PARIS — A six-satellite constellation dedicated to monitoring maritime traffic for civil defense and environmental security and modeled on the current multinational Disaster Monitoring Constellation could be built and launched for as little as $300 million, according to Daniel Hernandez, director for new programs and systems at the French space agency, CNES.
In a presentation here Feb. 22 at a conference on satellite applications for maritime security organized by the International Astronautical Federation and the Eurisy space-advocacy group, Hernandez said such a constellation has become more feasible now that several dozen nations have expressed interest in building small Earth observation satellites.
But while such spacecraft have become less expensive, their operational utility is limited unless they are used as part of a constellation of spacecraft that would permit daily revisits of the same area.
“There are about 30 nations that have signaled their interest in building small satellites,” Hernandez said. “At the same time, many nations want increased surveillance of maritime traffic — for security, for environmental monitoring and pollution detection.”

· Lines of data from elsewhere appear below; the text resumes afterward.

/*
[INPUT]:  Sign-in challenges from the orchestrator
[OUTPUT]: Signed responses or typed rejection signals
[POS]:    Auth layer - external signer abstraction
[UPDATE]: When adding new signer kinds or changing the signing contract
*/

use async_trait::async_trait;

use siws_core::{SignInAccount, SignInChallenge, SignInResponse};

use crate::http::{Result, SiwsError};

/// Trait for the external signing capability
///
/// The signer is reached through an asynchronous, human-in-the-loop call:
/// a sign-in either returns a signed response or a typed rejection. The
/// account a gateway returns is not trusted until the verifier has checked
/// it.
#[async_trait]
pub trait SignerGateway: Send + Sync {
    /// Base58 address the signer claims to control
    fn address(&self) -> &str;

    /// Whether the signer can perform challenge-based signing
    fn supports_sign_in(&self) -> bool;

    /// Attempt a silent reconnection without prompting the user.
    ///
    /// `Ok(None)` means no trusted session exists; `Err` is reserved for
    /// genuine faults. Both route the caller to a fresh challenge.
    async fn reconnect(&self) -> Result<Option<SignInAccount>>;

    /// Ask the signer to sign the challenge.
    ///
    /// Fails with `UserRejected` when the human declines and with
    /// `Unsupported` when challenge-based signing is unavailable.
    async fn sign_in(&self, challenge: &SignInChallenge) -> Result<SignInResponse>;
}

/// Scripted sign-in behavior for [`MockSignerGateway`]
#[derive(Debug, Clone)]
pub enum MockSignIn {
    /// Return this response regardless of the challenge
    Respond(SignInResponse),
    /// Simulate the human declining the prompt
    RejectUser,
    /// Simulate a signer without challenge-based signing
    Unsupported,
    /// Never resolve; exercises cancellation handling
    Hang,
}

/// Mock signer gateway for testing
#[derive(Debug, Clone)]
pub struct MockSignerGateway {
    address: String,
    trusted_account: Option<SignInAccount>,
    sign_in: MockSignIn,
}

impl MockSignerGateway {
    /// Create a mock with the given scripted sign-in behavior
    pub fn new(address: &str, sign_in: MockSignIn) -> Self {
        Self {
            address: address.to_string(),
            trusted_account: None,
            sign_in,
        }
    }

    /// Make silent reconnection succeed with the given account
    pub fn with_trusted_account(mut self, account: SignInAccount) -> Self {
        self.trusted_account = Some(account);
        self
    }
}

#[async_trait]
impl SignerGateway for MockSignerGateway {
    fn address(&self) -> &str {
        &self.address
    }

    fn supports_sign_in(&self) -> bool {
        !matches!(self.sign_in, MockSignIn::Unsupported)
    }

    async fn reconnect(&self) -> Result<Option<SignInAccount>> {
        Ok(self.trusted_account.clone())
    }

    async fn sign_in(&self, _challenge: &SignInChallenge) -> Result<SignInResponse> {
        match &self.sign_in {
            MockSignIn::Respond(response) => Ok(response.clone()),
            MockSignIn::RejectUser => Err(SiwsError::UserRejected),
            MockSignIn::Unsupported => {
                Err(SiwsError::Unsupported("challenge-based signing".to_string()))
            }
            MockSignIn::Hang => std::future::pending().await,
        }
    }
}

Hernandez said the Disaster Monitoring Constellation organized by Surrey Satellite Technology Ltd. of Guildford, England, which features participation by nations that do not have big space budgets, could be the model for a maritime-surveillance constellation. He said the satellites in the constellation could carry optical and radar sensors, and be capable of receiving signals from the Automatic Identification System hardware that oceangoing vessels are supposed to carry starting in 2008.
Hernandez said figures compiled by the International Union of Maritime Insurance show that the maritime insurance market totals $10 billion a year. He said Spanish government authorities have estimated the total cost of the November 2002 Prestige oil-tanker sinking at $9.9 billion.
“When thinking about the cost of satellite-surveillance systems, the costs of environmental damage also should be kept in mind,” Hernandez said.
Many European government officials in recent months have suggested that the most likely terrorist threat is from a small ship approaching the European or U.S. coastline.
The U.S.-led Proliferation Security Initiative, to which more than a dozen nations have subscribed, facilitates boarding and inspection of vessels on the high seas to prevent the spread of weapons of mass destruction. But most of the world’s nations have not yet signed the initiative, and forcibly intercepting such ships in international waters is illegal except in exceptional circumstances.
Alain Claverie of EADS Astrium said a terrorist attack from the sea “is one of the most vulnerable areas for global security. The high seas remain a relatively lawless region.” Claverie said an initial satellite system that permits long-range tracking and identification of ships in international waters could be stitched together from existing and planned radar and optical observation satellites.
Claverie endorsed Hernandez’s idea of having several nations contribute to such a system, each with a relatively modest investment or with existing assets. He noted that Europe already has tested both optical and radio-frequency intersatellite links using the Artemis relay satellite in geostationary orbit and the Spot and Envisat Earth observation satellites in low Earth orbit.
The U.S. government in late 2004 proposed an initial ship-monitoring system, called Long-Range Identification and Tracking of Ships, to the International Maritime Organization (IMO).
The U.S. motivation has been to defend against terrorist attacks on U.S. coasts. Several officials here said this motivation could be married to Europe’s environmental-security concerns to produce an operational system. Both goals require identifying and tracking ships over long distances, and monitoring their cargo.
Yannick Texier of the European Maritime Safety Agency, created by the Commission of the European Union after the December 1999 Erika oil-spill disaster in France and Spain, said the IMO appears on track to adopt the long-range tracking and surveillance system proposal by 2009 or 2010.
Fotis Karamitsos, director for maritime and inland waterway at the European Commission’s Energy and Transport Directorate, said the Erika breakup is a good example of how U.S. security-based concerns and Europe’s safety- and environment-based motivations could come together.
As the stricken tanker continued to disgorge oil, Spanish authorities debated whether to sink the ship in the frigid Atlantic waters, on the assumption that the oil remaining in the ship would freeze in place. They later discovered that the Erika’s oil cargo had been treated with antifreeze materials. Sinking the tanker was thus not a solution.
European and international regulations on automatic cargo identification should make it easier to avoid this kind of confusion, he said.